Scan the data for "candidates" and copy the lines it appears in.

___ AVAILABLE DATA ___

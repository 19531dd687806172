//! Lead export to CSV and JSON.
//!
//! Export is a pure projection: the same leads and field list always yield
//! the same bytes.

use leadscout_shared::{Lead, LeadScoutError, Result};
use serde_json::{Map, Value};

/// Fields written when no explicit list is given.
pub const DEFAULT_FIELDS: [&str; 13] = [
    "first_name",
    "last_name",
    "email",
    "phone",
    "job_title",
    "company",
    "company_website",
    "industry",
    "location",
    "quality_score",
    "quality_tier",
    "status",
    "source",
];

/// Supported export formats.
#[derive(Debug, Clone, Copy, PartialEq, Eq, Default)]
pub enum ExportFormat {
    #[default]
    Csv,
    Json,
}

impl std::str::FromStr for ExportFormat {
    type Err = LeadScoutError;

    fn from_str(s: &str) -> Result<Self> {
        match s.trim().to_ascii_lowercase().as_str() {
            "csv" => Ok(Self::Csv),
            "json" => Ok(Self::Json),
            other => Err(LeadScoutError::validation(format!(
                "unsupported export format '{other}': expected csv or json"
            ))),
        }
    }
}

impl std::fmt::Display for ExportFormat {
    fn fmt(&self, f: &mut std::fmt::Formatter<'_>) -> std::fmt::Result {
        f.write_str(match self {
            Self::Csv => "csv",
            Self::Json => "json",
        })
    }
}

/// Serialize `leads` in `format`, keeping only `fields` when given.
///
/// CSV falls back to [`DEFAULT_FIELDS`] and renders unknown fields empty.
/// JSON without `fields` keeps every field.
pub fn export_leads(leads: &[Lead], format: ExportFormat, fields: Option<&[String]>) -> Result<String> {
    let records = leads
        .iter()
        .map(lead_record)
        .collect::<Result<Vec<_>>>()?;

    match format {
        ExportFormat::Csv => {
            let fields: Vec<&str> = match fields {
                Some(f) if !f.is_empty() => f.iter().map(String::as_str).collect(),
                _ => DEFAULT_FIELDS.to_vec(),
            };
            Ok(to_csv(&records, &fields))
        }
        ExportFormat::Json => {
            let projected: Vec<Value> = records
                .into_iter()
                .map(|record| match fields {
                    Some(f) if !f.is_empty() => Value::Object(
                        record
                            .into_iter()
                            .filter(|(k, _)| f.iter().any(|want| want == k))
                            .collect(),
                    ),
                    _ => Value::Object(record),
                })
                .collect();
            serde_json::to_string_pretty(&projected)
                .map_err(|e| LeadScoutError::Export(e.to_string()))
        }
    }
}

fn lead_record(lead: &Lead) -> Result<Map<String, Value>> {
    match serde_json::to_value(lead) {
        Ok(Value::Object(map)) => Ok(map),
        Ok(_) => Err(LeadScoutError::Export("lead did not serialize to an object".into())),
        Err(e) => Err(LeadScoutError::Export(e.to_string())),
    }
}

fn to_csv(records: &[Map<String, Value>], fields: &[&str]) -> String {
    if records.is_empty() {
        return String::new();
    }

    let mut out = String::new();
    write_row(&mut out, fields.iter().map(|f| f.to_string()));
    for record in records {
        write_row(
            &mut out,
            fields
                .iter()
                .map(|f| record.get(*f).map(cell_text).unwrap_or_default()),
        );
    }
    out
}

fn write_row(out: &mut String, cells: impl Iterator<Item = String>) {
    for (i, cell) in cells.enumerate() {
        if i > 0 {
            out.push(',');
        }
        out.push_str(&quote(&cell));
    }
    out.push_str("\r\n");
}

fn cell_text(value: &Value) -> String {
    match value {
        Value::Null => String::new(),
        Value::String(s) => s.clone(),
        Value::Bool(b) => b.to_string(),
        Value::Number(n) => n.to_string(),
        Value::Array(_) | Value::Object(_) => value.to_string(),
    }
}

fn quote(cell: &str) -> String {
    if cell.contains([',', '"', '\n', '\r']) {
        format!("\"{}\"", cell.replace('"', "\"\""))
    } else {
        cell.to_string()
    }
}
/// Everything a search run needs, shared by all runs of one orchestrator.
pub struct SearchContext {
    pub sources: SourceRegistry,
    pub scorer: Arc<dyn Scorer>,
    pub summarizer: Option<Arc<dyn Summarizer>>,
    pub tasks: Arc<dyn TaskRepository>,
    pub leads: Arc<dyn LeadRepository>,
    pub progress: Arc<dyn ProgressReporter>,
    pub neutral_score: f64,
}

impl SearchContext {
    pub fn new(
        sources: SourceRegistry,
        scorer: Arc<dyn Scorer>,
        tasks: Arc<dyn TaskRepository>,
        leads: Arc<dyn LeadRepository>,
    ) -> Self {
        Self {
            sources,
            scorer,
            summarizer: None,
            tasks,
            leads,
            progress: Arc::new(SilentProgress),
            neutral_score: DEFAULT_NEUTRAL_SCORE,
        }
    }

    /// Apply `change` to a copy of `task`, persist the copy, then commit it.
    async fn checkpoint(
        &self,
        task: &mut SearchTask,
        change: impl FnOnce(&mut SearchTask) -> Result<()>,
    ) -> Result<()> {
        let mut next = task.clone();
        change(&mut next)?;
        self.tasks.put_task(&next).await?;
        *task = next;
        Ok(())
    }
}

/// Per-source result budget: the cap split evenly, remainder dropped.
///
/// With 10 leads over 3 sources each source gets 3, so at most 9 candidates
/// can arrive even though 10 were asked for.
pub fn source_budget(max_leads: usize, source_count: usize) -> usize {
    if source_count == 0 {
        0
    } else {
        max_leads / source_count
    }
}

/// Run `task` to a terminal state and return it as last persisted.
///
/// Any failure outside the per-source calls fails the task with the error's
/// description. This never returns an error itself; if even the failure
/// record cannot be stored, that is logged.
#[instrument(skip_all, fields(task_id = %task.id, name = %task.name))]
pub async fn execute_search(ctx: &SearchContext, mut task: SearchTask) -> SearchTask {
    let start = Instant::now();

    match run(ctx, &mut task).await {
        Ok(()) => {
            info!(
                leads = task.leads_found,
                elapsed_ms = start.elapsed().as_millis() as u64,
                "search completed"
            );
        }
        Err(e) => {
            error!(error = %e, progress = task.progress, "search failed");
            if let Err(e) = fail_task(ctx.tasks.as_ref(), &mut task, e.to_string()).await {
                error!(error = %e, "could not record task failure");
            }
        }
    }

    ctx.progress.finished(&task);
    task
}
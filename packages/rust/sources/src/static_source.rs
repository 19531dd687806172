use async_trait::async_trait;
use leadscout_shared::{CandidateRecord, Result, SourceKind, TargetingCriteria};

use crate::SourceSearch;

/// A source that always answers with the same candidates.
///
/// Each returned candidate is stamped with this source's kind.
#[derive(Debug, Clone)]
pub struct StaticSource {
    kind: SourceKind,
    candidates: Vec<CandidateRecord>,
}

impl StaticSource {
    pub fn new(kind: SourceKind, candidates: Vec<CandidateRecord>) -> Self {
        Self { kind, candidates }
    }
}

#[async_trait]
impl SourceSearch for StaticSource {
    fn kind(&self) -> SourceKind {
        self.kind
    }

    async fn search(
        &self,
        _criteria: &TargetingCriteria,
        max_results: usize,
    ) -> Result<Vec<CandidateRecord>> {
        Ok(self
            .candidates
            .iter()
            .take(max_results)
            .cloned()
            .map(|mut c| {
                c.source = self.kind;
                c
            })
            .collect())
    }
}

#[cfg(test)]
mod tests {
    use super::*;

    #[tokio::test]
    async fn truncates_and_stamps_kind() {
        let source = StaticSource::new(
            SourceKind::GoogleSearch,
            vec![
                CandidateRecord::new(SourceKind::Api, "Acme"),
                CandidateRecord::new(SourceKind::Api, "Globex"),
                CandidateRecord::new(SourceKind::Api, "Initech"),
            ],
        );

        let found = source
            .search(&TargetingCriteria::default(), 2)
            .await
            .unwrap();
        assert_eq!(found.len(), 2);
        assert_eq!(found[0].company, "Acme");
        assert!(found.iter().all(|c| c.source == SourceKind::GoogleSearch));

        let none = source
            .search(&TargetingCriteria::default(), 0)
            .await
            .unwrap();
        assert!(none.is_empty());
    }
}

___

WRITTEN SOLUTION:
/// With 10 leads over 3 sources each source gets 3, so at most 9 candidates
/// A source that always answers with the same candidates.
    candidates: Vec<CandidateRecord>,
    pub fn new(kind: SourceKind, candidates: Vec<CandidateRecord>) -> Self {
        Self { kind, candidates }
            .candidates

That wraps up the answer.